Very good. Thanks for the update. And then, just lastly, you get on these calls, and it sounds little bit like a broken record in a positive way, I guess that the stock is undervalued and you think it’s the best investment, so not really interested in M&A right now. So I guess the question is, like, why do you think it still makes sense to be a public company? Why do you need that currency? If you think the stock is still undervalued, a lot of your peers are obviously private, some of your peers have gotten investments, some real blue-chip investors out there. So is that something that crosses your mind and does it eventually make sense if it doesn’t feel like the public market really gets the story that you are trying to tell us?
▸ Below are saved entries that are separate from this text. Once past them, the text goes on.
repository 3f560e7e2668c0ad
//! Configuration Loader (Figment-based)
//!
//! Loads and merges configuration from multiple sources using Figment:
//! 1. Built-in defaults (Serialized)
//! 2. Global config (~/.config/genrelay/config.toml)
//! 3. Project config (./genrelay.toml)
//! 4. Environment variables (GENRELAY_* prefix, `__` separates nesting)

use figment::{
    Figment,
    providers::{Env, Format, Serialized, Toml},
};
use std::env;
use std::path::{Path, PathBuf};

use tracing::debug;

use super::types::Config;
use crate::types::{RelayError, Result};

/// Environment variable prefix
pub const ENV_PREFIX: &str = "GENRELAY_";

/// Configuration loader
pub struct ConfigLoader;

impl ConfigLoader {
    /// Load configuration with full resolution chain using Figment:
    /// defaults → global → project → env vars
    pub fn load() -> Result<Config> {
        let mut figment = Figment::new().merge(Serialized::defaults(Config::default()));

        if let Some(global_path) = Self::global_config_path()
            && global_path.exists()
        {
            debug!("Loading global config from: {}", global_path.display());
            figment = figment.merge(Toml::file(&global_path));
        }

        let project_path = Self::project_config_path();
        if project_path.exists() {
            debug!("Loading project config from: {}", project_path.display());
            figment = figment.merge(Toml::file(&project_path));
        }

        Self::finish(figment.merge(Self::env_provider()))
    }

    /// Load defaults plus a specific file, still honoring env overrides
    pub fn load_from_file(path: &Path) -> Result<Config> {
        if !path.exists() {
            return Err(RelayError::Config(format!(
                "Config file not found: {}",
                path.display()
            )));
        }

        debug!("Loading config from: {}", path.display());
        let figment = Figment::new()
            .merge(Serialized::defaults(Config::default()))
            .merge(Toml::file(path))
            .merge(Self::env_provider());

        Self::finish(figment)
    }

    fn env_provider() -> Env {
        // GENRELAY_DISPATCH__PRIMARY -> dispatch.primary
        Env::prefixed(ENV_PREFIX).split("__")
    }

    fn finish(figment: Figment) -> Result<Config> {
        let config: Config = figment
            .extract()
            .map_err(|e| RelayError::Config(format!("Configuration error: {}", e)))?;

        config.validate()?;
        Ok(config)
    }

    // =========================================================================
    // Path Management
    // =========================================================================

    /// Get path to global config directory (~/.config/genrelay/)
    pub fn global_dir() -> Option<PathBuf> {
        env::var("XDG_CONFIG_HOME")
            .ok()
            .map(PathBuf::from)
            .or_else(|| {
                env::var("HOME")
                    .ok()
                    .map(|home| PathBuf::from(home).join(".config"))
            })
            .map(|p| p.join("genrelay"))
    }

    /// Get path to global config file
    pub fn global_config_path() -> Option<PathBuf> {
        Self::global_dir().map(|dir| dir.join("config.toml"))
    }

    /// Get path to project config file
    pub fn project_config_path() -> PathBuf {
        PathBuf::from("genrelay.toml")
    }

    /// Show config file paths
    pub fn show_path() {
        println!("Configuration paths:");
        println!();

        if let Some(global) = Self::global_config_path() {
            let exists = if global.exists() { "✓" } else { "✗" };
            println!("  Global:  {} {}", exists, global.display());
        } else {
            println!("  Global:  (not available)");
        }

        let project = Self::project_config_path();
        let exists = if project.exists() { "✓" } else { "✗" };
        println!("  Project: {} {}", exists, project.display());
        println!("  Env:     {}*", ENV_PREFIX);
    }

    /// Render the effective configuration
    pub fn render(config: &Config, as_json: bool) -> Result<String> {
        if as_json {
            Ok(serde_json::to_string_pretty(config)?)
        } else {
            toml::to_string_pretty(config).map_err(|e| RelayError::Config(e.to_string()))
        }
    }
}
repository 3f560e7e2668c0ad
//! Service Health Monitor
//!
//! Answers "is this service currently usable?" without probing on every
//! dispatch. Each service has its own cache slot guarded by an async mutex:
//!
//! - a fresh entry (younger than the TTL) is returned unchanged
//! - an expired or missing entry is refreshed by one probe, then returned
//! - callers racing on the same slot wait for the in-flight probe instead of
//!   issuing their own; different services never block each other
//!
//! Unconfigured services are reported unhealthy without a probe.

use std::collections::{BTreeMap, HashMap};
use std::time::Duration;

use chrono::{DateTime, Utc};
use futures::future::join_all;
use serde::{Deserialize, Serialize};
use tokio::sync::Mutex;
use tokio::time::Instant;
use tracing::{debug, warn};

use super::SharedAdapter;
use crate::constants::health as health_constants;
use crate::types::{DispatchError, ErrorKind};

/// Coarse health classification
#[derive(Debug, Clone, Copy, PartialEq, Eq, Serialize, Deserialize)]
#[serde(rename_all = "lowercase")]
pub enum HealthState {
    Healthy,
    Degraded,
    Unhealthy,
    Unknown,
}

impl std::fmt::Display for HealthState {
    fn fmt(&self, f: &mut std::fmt::Formatter<'_>) -> std::fmt::Result {
        match self {
            Self::Healthy => write!(f, "healthy"),
            Self::Degraded => write!(f, "degraded"),
            Self::Unhealthy => write!(f, "unhealthy"),
            Self::Unknown => write!(f, "unknown"),
        }
    }
}

/// Result of one health probe; superseded, never mutated
#[derive(Debug, Clone, PartialEq, Serialize)]
pub struct HealthStatus {
    pub state: HealthState,
    pub latency_ms: Option<u64>,
    pub error: Option<String>,
    pub checked_at: DateTime<Utc>,
}

impl HealthStatus {
    fn with_state(state: HealthState, latency_ms: Option<u64>, error: Option<String>) -> Self {
        Self {
            state,
            latency_ms,
            error,
            checked_at: Utc::now(),
        }
    }

    pub fn healthy(latency: Duration) -> Self {
        Self::with_state(HealthState::Healthy, Some(latency.as_millis() as u64), None)
    }

    pub fn degraded(latency: Duration, reason: Option<String>) -> Self {
        Self::with_state(
            HealthState::Degraded,
            Some(latency.as_millis() as u64),
            reason,
        )
    }

    pub fn unhealthy(error: impl Into<String>, latency: Option<Duration>) -> Self {
        Self::with_state(
            HealthState::Unhealthy,
            latency.map(|l| l.as_millis() as u64),
            Some(error.into()),
        )
    }

    pub fn unknown() -> Self {
        Self::with_state(HealthState::Unknown, None, None)
    }

    /// Map a probe outcome and its measured latency
    pub fn from_probe(result: Result<(), DispatchError>, latency: Duration) -> Self {
        match result {
            Ok(()) if latency.as_millis() as u64 > health_constants::DEGRADED_LATENCY_MS => {
                Self::degraded(
                    latency,
                    Some(format!("slow probe: {}ms", latency.as_millis())),
                )
            }
            Ok(()) => Self::healthy(latency),
            // Reachable but throttled
            Err(err) if err.kind == ErrorKind::RateLimited => {
                Self::degraded(latency, Some(err.to_string()))
            }
            Err(err) => Self::unhealthy(err.to_string(), Some(latency)),
        }
    }

    pub fn is_healthy(&self) -> bool {
        self.state == HealthState::Healthy
    }
}

struct CachedHealth {
    status: HealthStatus,
    refreshed_at: Instant,
}

type HealthSlot = Mutex<Option<CachedHealth>>;

/// TTL cache of per-service health
pub struct HealthMonitor {
    adapters: HashMap<String, SharedAdapter>,
    slots: HashMap<String, HealthSlot>,
    ttl: Duration,
}

impl HealthMonitor {
    pub fn new(adapters: HashMap<String, SharedAdapter>, ttl: Duration) -> Self {
        let slots = adapters
            .keys()
            .map(|name| (name.clone(), HealthSlot::default()))
            .collect();

        Self {
            adapters,
            slots,
            ttl,
        }
    }

    pub fn ttl(&self) -> Duration {
        self.ttl
    }

    /// Current health of one service, probing only if the cache is stale
    pub async fn get_health(&self, service: &str) -> HealthStatus {
        let Some(adapter) = self.adapters.get(service) else {
            return HealthStatus::unhealthy(format!("unknown service '{}'", service), None);
        };

        if !adapter.is_configured() {
            return HealthStatus::unhealthy(
                format!(
                    "service '{}' is not configured (missing credentials or endpoint)",
                    service
                ),
                None,
            );
        }

        let Some(slot) = self.slots.get(service) else {
            return HealthStatus::unknown();
        };

        let mut entry = slot.lock().await;
        if let Some(cached) = entry.as_ref()
            && cached.refreshed_at.elapsed() < self.ttl
        {
            debug!(service, state = %cached.status.state, "Health cache hit");
            return cached.status.clone();
        }

        debug!(service, "Health cache miss, probing");
        let status = adapter.health_check().await;
        if !status.is_healthy() {
            warn!(
                service,
                state = %status.state,
                error = status.error.as_deref().unwrap_or(""),
                "Service health probe not healthy"
            );
        }

        *entry = Some(CachedHealth {
            status: status.clone(),
            refreshed_at: Instant::now(),
        });
        status
    }

    /// Health of every known service (diagnostics only)
    pub async fn get_all_health(&self) -> BTreeMap<String, HealthStatus> {
        let names: Vec<&String> = self.adapters.keys().collect();
        let statuses = join_all(names.iter().map(|name| self.get_health(name))).await;

        names
            .into_iter()
            .cloned()
            .zip(statuses)
            .collect()
    }

    /// Cached status without probing; `None` if never probed or expired
    pub async fn cached(&self, service: &str) -> Option<HealthStatus> {
        let slot = self.slots.get(service)?;
        let entry = slot.lock().await;
        entry
            .as_ref()
            .filter(|cached| cached.refreshed_at.elapsed() < self.ttl)
            .map(|cached| cached.status.clone())
    }

    /// Drop a cached entry so the next lookup probes again
    pub async fn invalidate(&self, service: &str) {
        if let Some(slot) = self.slots.get(service) {
            *slot.lock().await = None;
        }
    }
}
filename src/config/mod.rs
//! Configuration Management
//!
//! Hierarchical resolution:
//! 1. Built-in defaults
//! 2. Global config (~/.config/genrelay/config.toml)
//! 3. Project config (./genrelay.toml)
//! 4. Environment variables (GENRELAY_*)

mod loader;
mod types;

pub use loader::{ConfigLoader, ENV_PREFIX};
pub use types::*;
//! Configuration Types
//!
//! All configuration structures with sensible defaults.
//! Read once at startup; nothing here is hot-reloaded.

use std::collections::BTreeMap;
use std::time::Duration;

use serde::{Deserialize, Serialize};

use crate::constants::{dispatch as dispatch_constants, health as health_constants, network};
use crate::types::{RelayError, Result};

/// Root configuration structure
#[derive(Debug, Clone, Serialize, Deserialize)]
#[serde(default)]
pub struct Config {
    /// Configuration version
    pub version: String,

    /// Dispatcher settings
    pub dispatch: DispatchSettings,

    /// Per-service adapter settings, keyed by service name
    pub services: BTreeMap<String, ServiceConfig>,
}

impl Default for Config {
    fn default() -> Self {
        let mut services = BTreeMap::new();
        services.insert("openai".to_string(), ServiceConfig::new(AdapterKind::OpenAi));
        services.insert(
            "anthropic".to_string(),
            ServiceConfig::new(AdapterKind::Anthropic),
        );
        services.insert("ollama".to_string(), ServiceConfig::new(AdapterKind::Ollama));

        Self {
            version: "1.0".to_string(),
            dispatch: DispatchSettings::default(),
            services,
        }
    }
}

impl Config {
    /// Validate configuration values are within acceptable ranges.
    /// Returns `RelayError::Config` on validation failure.
    pub fn validate(&self) -> Result<()> {
        let dispatch = &self.dispatch;

        if dispatch.max_retries == 0 {
            return Err(RelayError::Config(
                "dispatch.max_retries must be greater than 0".to_string(),
            ));
        }

        if dispatch.health_ttl_secs == 0 {
            return Err(RelayError::Config(
                "dispatch.health_ttl_secs must be greater than 0".to_string(),
            ));
        }

        if dispatch.request_timeout_secs == Some(0) {
            return Err(RelayError::Config(
                "dispatch.request_timeout_secs must be greater than 0".to_string(),
            ));
        }

        if Duration::from_millis(dispatch.base_delay_ms) > Duration::from_secs(dispatch.max_delay_secs)
        {
            return Err(RelayError::Config(format!(
                "dispatch.base_delay_ms ({}ms) exceeds dispatch.max_delay_secs ({}s)",
                dispatch.base_delay_ms, dispatch.max_delay_secs
            )));
        }

        if !dispatch.is_auto() && !self.services.contains_key(&dispatch.primary) {
            return Err(RelayError::Config(format!(
                "dispatch.primary '{}' is not a configured service (known: {})",
                dispatch.primary,
                self.service_names().join(", ")
            )));
        }

        for name in &dispatch.fallback {
            if !self.services.contains_key(name) {
                return Err(RelayError::Config(format!(
                    "dispatch.fallback entry '{}' is not a configured service (known: {})",
                    name,
                    self.service_names().join(", ")
                )));
            }
        }

        for (name, service) in &self.services {
            if service.timeout_secs == 0 {
                return Err(RelayError::Config(format!(
                    "services.{}.timeout_secs must be greater than 0",
                    name
                )));
            }
        }

        Ok(())
    }

    fn service_names(&self) -> Vec<&str> {
        self.services.keys().map(String::as_str).collect()
    }
}

// =============================================================================
// Dispatch Settings
// =============================================================================

#[derive(Debug, Clone, Serialize, Deserialize)]
#[serde(default)]
pub struct DispatchSettings {
    /// "auto" or an explicit service name tried first on every call
    pub primary: String,

    /// Ordered fallback chain of service names
    pub fallback: Vec<String>,

    /// Attempts per service before moving down the chain
    pub max_retries: u32,

    /// Base backoff delay; attempt N waits base * 2^N
    pub base_delay_ms: u64,

    /// Cap on any single backoff wait
    pub max_delay_secs: u64,

    /// Add up to 25% random jitter to backoff waits
    pub jitter: bool,

    /// How long a cached health status is trusted
    pub health_ttl_secs: u64,

    /// Overall deadline applied when the caller supplies none
    pub request_timeout_secs: Option<u64>,
}

impl Default for DispatchSettings {
    fn default() -> Self {
        Self {
            primary: dispatch_constants::AUTO.to_string(),
            fallback: vec![
                "openai".to_string(),
                "anthropic".to_string(),
                "ollama".to_string(),
            ],
            max_retries: dispatch_constants::DEFAULT_MAX_RETRIES,
            base_delay_ms: dispatch_constants::BASE_DELAY_MS,
            max_delay_secs: dispatch_constants::MAX_DELAY_SECS,
            jitter: false,
            health_ttl_secs: health_constants::DEFAULT_TTL_SECS,
            request_timeout_secs: None,
        }
    }
}

impl DispatchSettings {
    pub fn is_auto(&self) -> bool {
        self.primary.eq_ignore_ascii_case(dispatch_constants::AUTO)
    }
}

// =============================================================================
// Service Configuration
// =============================================================================

/// Backend protocol spoken by a service
#[derive(Debug, Clone, Copy, Serialize, Deserialize, PartialEq, Eq, Default)]
#[serde(rename_all = "lowercase")]
pub enum AdapterKind {
    /// OpenAI-compatible chat completions
    #[default]
    #[serde(rename = "openai")]
    OpenAi,
    /// Anthropic Messages API
    Anthropic,
    /// Local Ollama server
    Ollama,
}

impl std::fmt::Display for AdapterKind {
    fn fmt(&self, f: &mut std::fmt::Formatter<'_>) -> std::fmt::Result {
        match self {
            AdapterKind::OpenAi => write!(f, "openai"),
            AdapterKind::Anthropic => write!(f, "anthropic"),
            AdapterKind::Ollama => write!(f, "ollama"),
        }
    }
}

impl std::str::FromStr for AdapterKind {
    type Err = String;

    fn from_str(s: &str) -> std::result::Result<Self, Self::Err> {
        match s.to_lowercase().as_str() {
            "openai" => Ok(AdapterKind::OpenAi),
            "anthropic" => Ok(AdapterKind::Anthropic),
            "ollama" => Ok(AdapterKind::Ollama),
            _ => Err(format!(
                "Unknown adapter kind: {}. Valid values: openai, anthropic, ollama",
                s
            )),
        }
    }
}

/// Connection settings for one service
///
/// Note: API keys are never serialized to output and are redacted in debug
/// output. Adapters convert the key to `SecretString` on construction.
#[derive(Clone, Serialize, Deserialize)]
#[serde(default)]
pub struct ServiceConfig {
    /// Adapter protocol
    pub kind: AdapterKind,

    /// Default model (adapter default when unset)
    pub model: Option<String>,

    /// API key; falls back to the vendor's conventional env var
    #[serde(skip_serializing)]
    pub api_key: Option<String>,

    /// Base endpoint (adapter default when unset)
    pub api_base: Option<String>,

    /// Per-request HTTP timeout in seconds
    pub timeout_secs: u64,
}

impl std::fmt::Debug for ServiceConfig {
    fn fmt(&self, f: &mut std::fmt::Formatter<'_>) -> std::fmt::Result {
        f.debug_struct("ServiceConfig")
            .field("kind", &self.kind)
            .field("model", &self.model)
            .field("api_key", &self.api_key.as_ref().map(|_| "[REDACTED]"))
            .field("api_base", &self.api_base)
            .field("timeout_secs", &self.timeout_secs)
            .finish()
    }
}

impl Default for ServiceConfig {
    fn default() -> Self {
        Self::new(AdapterKind::default())
    }
}

impl ServiceConfig {
    pub fn new(kind: AdapterKind) -> Self {
        Self {
            kind,
            model: None,
            api_key: None,
            api_base: None,
            timeout_secs: network::DEFAULT_TIMEOUT_SECS,
        }
    }

    pub fn with_api_key(mut self, key: impl Into<String>) -> Self {
        self.api_key = Some(key.into());
        self
    }

    pub fn with_api_base(mut self, base: impl Into<String>) -> Self {
        self.api_base = Some(base.into());
        self
    }

    pub fn with_model(mut self, model: impl Into<String>) -> Self {
        self.model = Some(model.into());
        self
    }

    pub fn with_timeout_secs(mut self, secs: u64) -> Self {
        self.timeout_secs = secs;
        self
    }
}

// =============================================================================
// Tests
// =============================================================================
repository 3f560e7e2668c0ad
//! Health Command
//!
//! Probes every registered service (through the TTL cache) and reports state,
//! latency and error.

use crate::ai::Dispatcher;
use crate::cli::is_json;
use crate::cli::ui::Output;
use crate::config::Config;
use crate::types::Result;

pub async fn run(config: &Config, format: &str) -> Result<()> {
    let dispatcher = Dispatcher::from_config(config)?;
    let statuses = dispatcher.all_health().await;

    if is_json(format) {
        println!("{}", serde_json::to_string_pretty(&statuses)?);
        return Ok(());
    }

    let output = Output::new();
    output.header("Service Health");
    for (service, status) in &statuses {
        let mut detail = match status.latency_ms {
            Some(ms) => format!("{}ms", ms),
            None => "-".to_string(),
        };
        if let Some(error) = &status.error {
            detail = format!("{}  {}", detail, error);
        }
        output.health_line(service, status.state, &detail);
    }

    let healthy = statuses.values().filter(|s| s.is_healthy()).count();
    println!();
    if healthy == 0 {
        output.warning("No healthy service; dispatch will still try the fallback chain in order");
    } else {
        output.success(&format!("{}/{} services healthy", healthy, statuses.len()));
    }

    Ok(())
}
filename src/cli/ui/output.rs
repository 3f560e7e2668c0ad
use console::{StyledObject, style};

use crate::ai::HealthState;

pub struct Output;

impl Output {
    pub fn new() -> Self {
        Self
    }

    pub fn success(&self, message: &str) {
        println!("{} {}", style("✓").green(), message);
    }

    pub fn error(&self, message: &str) {
        eprintln!("{} {}", style("✗").red(), message);
    }

    pub fn warning(&self, message: &str) {
        eprintln!("{} {}", style("⚠").yellow(), message);
    }

    pub fn header(&self, message: &str) {
        println!("\n{}", style(message).bold().underlined());
    }

    /// Dimmed `key: value` line
    pub fn field(&self, key: &str, value: &str) {
        println!("  {} {}", style(format!("{}:", key)).dim(), value);
    }

    /// Coloured health marker for one service
    pub fn health_line(&self, service: &str, state: HealthState, detail: &str) {
        println!("{} {:<12} {}", state_marker(state), service, style(detail).dim());
    }
}

fn state_marker(state: HealthState) -> StyledObject<String> {
    let label = format!("{:<9}", state.to_string());
    match state {
        HealthState::Healthy => style(label).green(),
        HealthState::Degraded => style(label).yellow(),
        HealthState::Unhealthy => style(label).red(),
        HealthState::Unknown => style(label).dim(),
    }
}

impl Default for Output {
    fn default() -> Self {
        Self::new()
    }
}
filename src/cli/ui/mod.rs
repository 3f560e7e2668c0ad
mod output;

pub use output::Output;
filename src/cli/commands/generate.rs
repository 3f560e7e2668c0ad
//! Generate Command
//!
//! Runs one dispatch and prints the content. Ctrl-C cancels the dispatch
//! instead of killing the process mid-request.

use std::sync::Arc;
use std::time::Duration;

use tokio_util::sync::CancellationToken;
use tracing::debug;

use crate::ai::{DispatchOptions, Dispatcher, GenerationRequest, Message, UsageTracker};
use crate::cli::ui::Output;
use crate::config::Config;
use crate::types::Result;

/// Options for a single generation
#[derive(Debug, Clone, Default)]
pub struct GenerateArgs {
    pub prompt: String,
    pub system: Option<String>,
    pub service: Option<String>,
    pub temperature: Option<f32>,
    pub max_tokens: Option<u32>,
    pub json: bool,
    pub usage: bool,
    pub timeout_secs: Option<u64>,
}

impl GenerateArgs {
    fn request(&self) -> GenerationRequest {
        let mut messages = Vec::with_capacity(2);
        if let Some(system) = &self.system {
            messages.push(Message::system(system.clone()));
        }
        messages.push(Message::user(self.prompt.clone()));

        let mut request = GenerationRequest::new(messages).with_structured_output(self.json);
        if let Some(temperature) = self.temperature {
            request = request.with_temperature(temperature);
        }
        if let Some(max_tokens) = self.max_tokens {
            request = request.with_max_tokens(max_tokens);
        }
        request
    }
}

pub async fn run(config: &Config, args: GenerateArgs) -> Result<()> {
    let tracker = UsageTracker::new(Arc::new(Dispatcher::from_config(config)?));
    let request = args.request();

    let cancel = CancellationToken::new();
    let watcher = cancel.clone();
    tokio::spawn(async move {
        if tokio::signal::ctrl_c().await.is_ok() {
            debug!("Interrupt received, cancelling dispatch");
            watcher.cancel();
        }
    });

    let mut options = DispatchOptions::new().cancel_token(cancel);
    options.preference = args.service.clone();
    if let Some(secs) = args.timeout_secs {
        options = options.timeout(Duration::from_secs(secs));
    }

    let (envelope, usage) = tracker.generate_with_options(&request, options).await?;

    if args.json {
        match envelope.parse_structured() {
            Ok(value) => println!("{}", serde_json::to_string_pretty(&value)?),
            Err(e) => {
                Output::new().warning(&format!("Response is not valid JSON: {}", e.message));
                println!("{}", envelope.content);
            }
        }
    } else {
        println!("{}", envelope.content);
    }

    if args.usage {
        let output = Output::new();
        output.header("Usage");
        output.field("service", &usage.service);
        output.field("model", &usage.model);
        output.field("latency", &format!("{}ms", usage.latency_ms));
        output.field(
            "tokens",
            &format!(
                "{} (prompt: {}, completion: {})",
                usage.total_tokens, usage.prompt_tokens, usage.completion_tokens
            ),
        );
        for (key, value) in &envelope.metadata {
            output.field(key, &value.to_string());
        }
    }

    Ok(())
}
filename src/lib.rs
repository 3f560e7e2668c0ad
//! genrelay - Multi-Backend Text Generation Dispatcher
//!
//! Sends one generation request to whichever of several interchangeable
//! backends can serve it, with per-service retry, ordered fallback and
//! cached health hints.
//!
//! ## Core Features
//!
//! - **Service Adapters**: OpenAI-compatible, Anthropic and Ollama backends
//!   behind one `ServiceAdapter` trait, with a canonical error taxonomy
//! - **Health Monitor**: TTL-cached probes, one in flight per service
//! - **Dispatcher**: preference-first ordering, exponential backoff, deadline
//!   and cancellation support
//! - **Usage Tracking**: flat per-call usage summaries and aggregates
//!
//! ## Quick Start
//!
//! ```ignore
//! use genrelay::{ConfigLoader, Dispatcher, GenerationRequest};
//!
//! let config = ConfigLoader::load()?;
//! let dispatcher = Dispatcher::from_config(&config)?;
//! let envelope = dispatcher
//!     .generate(&GenerationRequest::from_prompt("Hello"), None)
//!     .await?;
//! println!("{} answered: {}", envelope.service, envelope.content);
//! ```
//!
//! ## Modules
//!
//! - [`ai`]: adapters, health monitor, dispatcher, usage tracking
//! - [`config`]: layered configuration (defaults, files, env)
//! - [`types`]: error taxonomy

pub mod ai;
pub mod cli;
pub mod config;
pub mod constants;
pub mod types;

// Configuration
pub use config::{AdapterKind, Config, ConfigLoader, DispatchSettings, ServiceConfig};

// Error Types
pub use types::{DispatchError, ErrorClassifier, ErrorKind, RelayError, Result};

// Generation
pub use ai::{
    DispatchConfig, DispatchOptions, Dispatcher, DispatcherBuilder, GenerationRequest,
    HealthMonitor, HealthState, HealthStatus, Message, ResponseEnvelope, Role, ServiceAdapter,
    ServiceIdentity, ServiceSelector, TokenUsage, UsageSummary, UsageTracker,
};
pub mod config;
pub mod generate;
pub mod health;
It's a good question and quite clear. For the record, we have no plans to go private. As a former M&A lawyer, I'm aware of the complexities and will be cautious with my words. We are very pleased with our status as a public company, which has allowed us to raise significant capital. It's truly humbling to recognize the trust that both debt and equity investors have placed in us, enabling us to make two transformative acquisitions of outstanding businesses that we couldn't have matched on our own. It's frustrating that public investors seem to overlook our growth narrative, but I believe strongly in the firm that I co-founded with my partner. We have successfully increased our earnings per share from around $1 prior to the acquisitions to $2 in the first half of 2022, despite experiencing a contraction in multiples since going public. We've set ambitious goals and demonstrated how we've achieved them while maintaining our expense base better than our competitors, reducing headcount and returning capital to shareholders. I remain confident in the public markets and believe that investors will eventually recognize our value. This quarter exemplifies our performance in a challenging environment where, despite volatility, we still achieved $0.73 per share. When I consider this, it doesn't make sense to me that the stock doesn't reflect a higher price than it was yesterday. Therefore, I'm evaluating whether to invest in a competitor or to buy back our stock, which I believe is undervalued and beneficial. I will continue to choose the latter until I see a reason to change.

Speaker 6

All right. Thanks for your thoughts.

Thank you.

Operator

We currently have no further questions. So I will now hand it back to the management team for closing remarks.

Thank you very much and thank you everybody very much for your interest in Virtu. We look forward to speaking with you in the fall. Have a great day.

Operator

This concludes today’s call. Thank you for joining. You may now disconnect your lines.